L’incident n’eut pas d’autre suite.

Pendant que se passait cette scène dans la cour du fort, John Bright, qui avait hâte de rassurer sa femme et sa fille, s’était mis à leur recherche ; mais il eut beau parcourir tous les appartements et toutes les dépendances du fort où il les avait cachées quelques instants auparavant, il lui fut impossible de les découvrir nulle part.

Le pauvre squatter revint le visage bouleversé et le désespoir dans l’âme, annoncer au major la disparition de sa femme et de sa fille, enlevés probablement par les Indiens.

Sans perdre de temps, le major donna l’ordre à une dizaine de chasseurs de se mettre à la recherche des deux femmes.

Mais à l’instant où la petite troupe allait partir à leur recherche, elles arrivèrent accompagnées de Balle-Franche et de deux chasseurs américains. Margaret et sa fille étaient avec elles.

Aussitôt que Fleur-de-Liane aperçut le comte, elle jeta un cri de joie et s’élança vers lui.

« Sauvé ! » s’écria-t-elle.

Mais tout à coup elle rougit, trembla, et alla toute honteuse se réfugier auprès de sa mère.

Le comte s’approcha, lui prit la main et la lui serrant avec tendresse :

« Fleur-de-Liane, lui dit-il doucement, est-ce que maintenant que je suis libre, vous ne m’aimez plus ? »

La jeune fille releva la tête, le regarda un instant avec des yeux pleins de larmes.

« Oh, toujours ! toujours ! répondit-elle.

— Vois, ma fille, dit mistress Bright à la pauvre Diana.

— Ma mère, fit-elle d’une voix ferme, ne vous ai-je pas dit que je l’oublierai ? »

La femme du squatter hocha la tête sans répondre.

Les Indiens avaient fui sans laisser de traces.

Quelques heures plus tard, tout avait repris dans le fort son train de vie ordinaire.

Le soir même de ce jour, John Bright, pressé par sa femme, avait dit adieu au comte et au major et était retourné dans son défrichement.

L’hiver s’écoula sans incident nouveau, la rude leçon donnée aux Indiens leur avait profité.

Fleur-de-Liane, reconnue par son oncle, était restée au fort Mackensie.

L’enfant était triste, rêveuse ; souvent elle passait de longue heures appuyée sur les parapets, les regards fixés sur les campagnes et les forêts qui commençaient à reprendre leur verte parure.
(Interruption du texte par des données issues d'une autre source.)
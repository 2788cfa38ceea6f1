use ledger_agent_core::{
    config::{AgentConfig, EmbeddingConfig},
    context::StaticContextProvider,
    embedding::{EmbeddingService, HashingEmbedder},
    llm::{mock::ScriptedLlm, ChatMessage, CompletionRequest, LlmResponse, ProposedToolCall},
    memory::{InMemoryMemoryStore, MemoryManager},
    models::MemoryType,
    reasoning::ReasoningEngine,
    runner::{AgentRequest, AgentRunner},
    tools::{Tool, ToolCategory, ToolRegistry},
};
use async_trait::async_trait;
use serde_json::{json, Value};
use std::sync::Arc;
use tracing::info;
use tracing_subscriber::EnvFilter;

const DEMO_DIMENSIONS: usize = 256;

/// Offline stand-in for the ledger's invoice search
struct DemoInvoices;

#[async_trait]
impl Tool for DemoInvoices {
    fn name(&self) -> &'static str {
        "search_invoices"
    }

    fn description(&self) -> &'static str {
        "Search invoices by status or customer"
    }

    fn parameters(&self) -> Value {
        json!({
            "type": "object",
            "properties": {
                "status": {"type": "string", "enum": ["open", "paid", "overdue"]}
            }
        })
    }

    fn category(&self) -> ToolCategory {
        ToolCategory::Invoices
    }

    async fn execute(&self, _arguments: &Value) -> ledger_agent_core::Result<Value> {
        Ok(json!({
            "invoices": [{
                "number": "INV-1042",
                "customer": "Acme Corp",
                "status": "overdue",
                "total": 1200.0,
                "lines": [{"description": "Consulting", "amount": 1200.0}]
            }]
        }))
    }
}

/// Plans one invoice search, then answers; also serves the extraction prompts.
fn demo_script(request: &CompletionRequest, _index: usize) -> ledger_agent_core::Result<LlmResponse> {
    let system = request
        .messages
        .first()
        .map(|m| m.content.as_str())
        .unwrap_or_default();

    if system.starts_with("You extract durable facts") {
        return Ok(LlmResponse::Answer(
            r#"[{"fact": "Acme Corp has an overdue invoice INV-1042 for 1200.00", "importance": 0.7}]"#
                .to_string(),
        ));
    }
    if system.starts_with("You extract user preferences") {
        return Ok(LlmResponse::Answer(
            r#"[{"key": "report_frequency", "value": "weekly", "confidence": 0.8}]"#.to_string(),
        ));
    }

    let has_tool_result = request
        .messages
        .iter()
        .any(|m| m.content.starts_with("[search_invoices]"));

    if request.tools.is_empty() || has_tool_result {
        Ok(LlmResponse::Answer(
            "Invoice INV-1042 from \"Acme Corp\" is overdue (1200.00). I'll keep sending weekly reports."
                .to_string(),
        ))
    } else {
        Ok(LlmResponse::ToolCalls(vec![ProposedToolCall::new(
            "search_invoices",
            json!({"status": "overdue"}),
        )]))
    }
}

#[tokio::main]
async fn main() -> Result<(), Box<dyn std::error::Error>> {
    dotenv::dotenv().ok();

    tracing_subscriber::fmt()
        .with_env_filter(EnvFilter::try_from_default_env().unwrap_or_else(|_| EnvFilter::new("info")))
        .init();

    info!("Ledger agent demo starting (offline)");

    let config = AgentConfig::from_env()?;

    let llm = Arc::new(ScriptedLlm::new(demo_script));
    let embeddings = Arc::new(EmbeddingService::new(
        Arc::new(HashingEmbedder::new(DEMO_DIMENSIONS)),
        &EmbeddingConfig {
            dimensions: DEMO_DIMENSIONS,
            ..config.embedding.clone()
        },
    )?);

    let memory = Arc::new(MemoryManager::new(
        Arc::new(InMemoryMemoryStore::new()),
        embeddings,
        llm.clone(),
        config.memory.clone(),
    ));

    let mut registry = ToolRegistry::new();
    registry.register(Arc::new(DemoInvoices));
    let engine = Arc::new(ReasoningEngine::new(
        llm,
        Arc::new(registry),
        config.reasoning.clone(),
    ));

    let runner = AgentRunner::new(
        memory.clone(),
        engine,
        Arc::new(StaticContextProvider::new(
            "Cash: 12,400.00 EUR\nOpen receivables: 1 invoice, 1,200.00 EUR",
        )),
    );

    memory
        .store("The user wants weekly reports", MemoryType::Preference, Some(0.6))
        .await?;

    let query = "Which invoices are overdue? Send me reports weekly.";
    let reply = runner.handle(AgentRequest::new(query)).await;

    println!("\n=== AGENT REPLY ===");
    println!("Status: {:?}", reply.status);
    println!("Confidence: {:.2}", reply.confidence);
    println!("Answer: {}", reply.answer);

    if let Some(reasoning) = &reply.reasoning {
        println!("\nReasoning Trace:");
        for (i, step) in reasoning.steps.iter().enumerate() {
            println!("  {}: [{}] {}", i + 1, step.stage, step.description);
        }
        println!("Sources: {:?}", reasoning.sources);
    }

    runner
        .learn_from_turn(&[
            ChatMessage::user(query),
            ChatMessage::assistant(reply.answer.clone()),
        ])
        .await;

    let stats = memory.get_stats().await?;
    println!("\n=== MEMORY ===");
    println!("Memories: {} ({:?})", stats.count, stats.by_type);
    for preference in memory.get_preferences().await? {
        println!("Preference {} = {} ({:.2})", preference.key, preference.value, preference.confidence);
    }

    Ok(())
}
Sa mère et le bon major, qui la chérissaient, ne comprenaient rien à la sombre mélancolie qui la rongeait. Quand on la pressait de questions pour savoir quel était son mal, elle répondait invariablement qu’elle n’avait rien.

Cependant un jour son visage s’éclaira et son joyeux sourire reparut.
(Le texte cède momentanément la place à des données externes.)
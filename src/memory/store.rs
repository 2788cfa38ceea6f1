//! Memory persistence layer
//!
//! The store only keeps records; scoring, filtering and decay policy live
//! in the manager. In-memory by default; `PgMemoryStore` for durability.

use crate::error::AgentError;
use crate::models::{Memory, UserPreference};
use crate::Result;
use chrono::{DateTime, Utc};
use std::collections::HashMap;
use tokio::sync::RwLock;
use uuid::Uuid;

/// Trait for memory persistence
#[async_trait::async_trait]
pub trait MemoryStore: Send + Sync {
    /// Insert a new memory. Fails if its vector length differs from the
    /// vectors already stored.
    async fn insert(&self, memory: Memory) -> Result<()>;
    async fn list(&self) -> Result<Vec<Memory>>;
    async fn get(&self, id: Uuid) -> Result<Option<Memory>>;
    /// Count a recall hit for each id
    async fn touch(&self, ids: &[Uuid], at: DateTime<Utc>) -> Result<()>;
    async fn update_importance(&self, id: Uuid, importance: f32) -> Result<()>;
    /// Returns the number of memories actually removed
    async fn delete(&self, ids: &[Uuid]) -> Result<usize>;
    async fn count(&self) -> Result<usize>;

    async fn preferences(&self) -> Result<Vec<UserPreference>>;
    async fn preference(&self, key: &str) -> Result<Option<UserPreference>>;
    async fn upsert_preference(&self, preference: UserPreference) -> Result<()>;
}

/// In-memory store for development and tests
pub struct InMemoryMemoryStore {
    memories: RwLock<HashMap<Uuid, Memory>>,
    preferences: RwLock<HashMap<String, UserPreference>>,
}

impl InMemoryMemoryStore {
    pub fn new() -> Self {
        Self {
            memories: RwLock::new(HashMap::new()),
            preferences: RwLock::new(HashMap::new()),
        }
    }
}

impl Default for InMemoryMemoryStore {
    fn default() -> Self {
        Self::new()
    }
}

#[async_trait::async_trait]
impl MemoryStore for InMemoryMemoryStore {
    async fn insert(&self, memory: Memory) -> Result<()> {
        let mut memories = self.memories.write().await;

        if let Some(existing) = memories.values().next() {
            if existing.embedding.len() != memory.embedding.len() {
                return Err(AgentError::MemoryStore(format!(
                    "Embedding length {} does not match store dimension {}",
                    memory.embedding.len(),
                    existing.embedding.len()
                )));
            }
        }

        if memories.contains_key(&memory.id) {
            return Err(AgentError::MemoryStore(format!(
                "Memory {} already exists",
                memory.id
            )));
        }

        memories.insert(memory.id, memory);
        Ok(())
    }

    async fn list(&self) -> Result<Vec<Memory>> {
        let memories = self.memories.read().await;
        Ok(memories.values().cloned().collect())
    }

    async fn get(&self, id: Uuid) -> Result<Option<Memory>> {
        let memories = self.memories.read().await;
        Ok(memories.get(&id).cloned())
    }

    async fn touch(&self, ids: &[Uuid], at: DateTime<Utc>) -> Result<()> {
        let mut memories = self.memories.write().await;
        for id in ids {
            if let Some(memory) = memories.get_mut(id) {
                memory.touch(at);
            }
        }
        Ok(())
    }

    async fn update_importance(&self, id: Uuid, importance: f32) -> Result<()> {
        let mut memories = self.memories.write().await;
        match memories.get_mut(&id) {
            Some(memory) => {
                memory.set_importance(importance);
                Ok(())
            }
            None => Err(AgentError::MemoryStore(format!("Memory {} not found", id))),
        }
    }

    async fn delete(&self, ids: &[Uuid]) -> Result<usize> {
        let mut memories = self.memories.write().await;
        Ok(ids.iter().filter(|id| memories.remove(id).is_some()).count())
    }

    async fn count(&self) -> Result<usize> {
        Ok(self.memories.read().await.len())
    }

    async fn preferences(&self) -> Result<Vec<UserPreference>> {
        let preferences = self.preferences.read().await;
        let mut all: Vec<UserPreference> = preferences.values().cloned().collect();
        all.sort_by(|a, b| a.key.cmp(&b.key));
        Ok(all)
    }

    async fn preference(&self, key: &str) -> Result<Option<UserPreference>> {
        Ok(self.preferences.read().await.get(key).cloned())
    }

    async fn upsert_preference(&self, preference: UserPreference) -> Result<()> {
        let mut preferences = self.preferences.write().await;
        preferences.insert(preference.key.clone(), preference);
        Ok(())
    }
}

#[cfg(test)]
mod tests {
    use super::*;
    use crate::models::MemoryType;

    #[tokio::test]
    async fn test_insert_list_delete() {
        let store = InMemoryMemoryStore::new();
        let a = Memory::new("a", MemoryType::Fact, vec![1.0, 0.0], 0.5);
        let b = Memory::new("b", MemoryType::Task, vec![0.0, 1.0], 0.5);
        let (a_id, b_id) = (a.id, b.id);

        store.insert(a).await.unwrap();
        store.insert(b).await.unwrap();
        assert_eq!(store.count().await.unwrap(), 2);

        let removed = store.delete(&[a_id, Uuid::new_v4()]).await.unwrap();
        assert_eq!(removed, 1);
        assert!(store.get(a_id).await.unwrap().is_none());
        assert!(store.get(b_id).await.unwrap().is_some());
    }

    #[tokio::test]
    async fn test_rejects_mismatched_dimension() {
        let store = InMemoryMemoryStore::new();
        store
            .insert(Memory::new("a", MemoryType::Fact, vec![1.0, 0.0], 0.5))
            .await
            .unwrap();

        let result = store
            .insert(Memory::new("b", MemoryType::Fact, vec![1.0, 0.0, 0.0], 0.5))
            .await;
        assert!(matches!(result, Err(AgentError::MemoryStore(_))));
    }

    #[tokio::test]
    async fn test_touch_and_importance() {
        let store = InMemoryMemoryStore::new();
        let memory = Memory::new("a", MemoryType::Fact, vec![1.0], 0.5);
        let id = memory.id;
        store.insert(memory).await.unwrap();

        let now = Utc::now();
        store.touch(&[id, id], now).await.unwrap();
        store.update_importance(id, 4.0).await.unwrap();

        let stored = store.get(id).await.unwrap().unwrap();
        assert_eq!(stored.access_count, 2);
        assert_eq!(stored.last_accessed_at, now);
        assert_eq!(stored.importance, 1.0);
    }

    #[tokio::test]
    async fn test_preferences_single_value_per_key() {
        let store = InMemoryMemoryStore::new();
        store
            .upsert_preference(UserPreference::new("report_frequency", "monthly", 0.6))
            .await
            .unwrap();
        store
            .upsert_preference(UserPreference::new("report_frequency", "weekly", 0.8))
            .await
            .unwrap();
        store
            .upsert_preference(UserPreference::new("currency", "EUR", 0.9))
            .await
            .unwrap();

        let all = store.preferences().await.unwrap();
        assert_eq!(all.len(), 2);
        assert_eq!(all[0].key, "currency");
        assert_eq!(all[1].value, "weekly");
    }
}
Trois voyageurs arrivaient au fort. Ces trois voyageurs étaient le comte de Beaulieu, Balle-Franche et Ivon ; ils revenaient d’une longue excursion dans les montagnes Rocheuses.

Aussitôt arrivé, le comte s’approcha de la jeune fille, et, ainsi qu’il avait fait trois mois auparavant, il lui prit la main :

« Fleur-de-Liane, lui demanda-t-il encore une fois, est-ce que vous ne m’aimez plus ?

— Oh ! toujours, répondit doucement la pauvre enfant, devenue timide depuis qu’elle avait quitté la vie du désert.

— Merci, lui dit-il, et se tournant vers le major et sa sœur qui se regardaient avec anxiété, il ajouta, sans se dessaisir de la main qu’il tenait : Major Melvil, et vous, madame, je vous demande la main de mademoiselle. »

Huit jours plus tard le mariage fut célébré, le squatter et sa famille assistèrent à la bénédiction nuptiale, un mois auparavant Diana avait épousé James. Cependant lorsque le oui fut prononcé, elle ne put retenir un soupir.

« Vous voyez bien, Ivon, que l’on n’est jamais tué par les Indiens, en voilà la preuve, dit Balle-Franche au Breton ; en sortant de la cérémonie.

— Je commence à le croire, répondit celui-ci, mais c’est égal, mon ami, je ne pourrais jamais m’habituer à cet affreux pays, j’y ai trop peur !

— Farceur, va ! murmura le Canadien, il ne changera jamais ! »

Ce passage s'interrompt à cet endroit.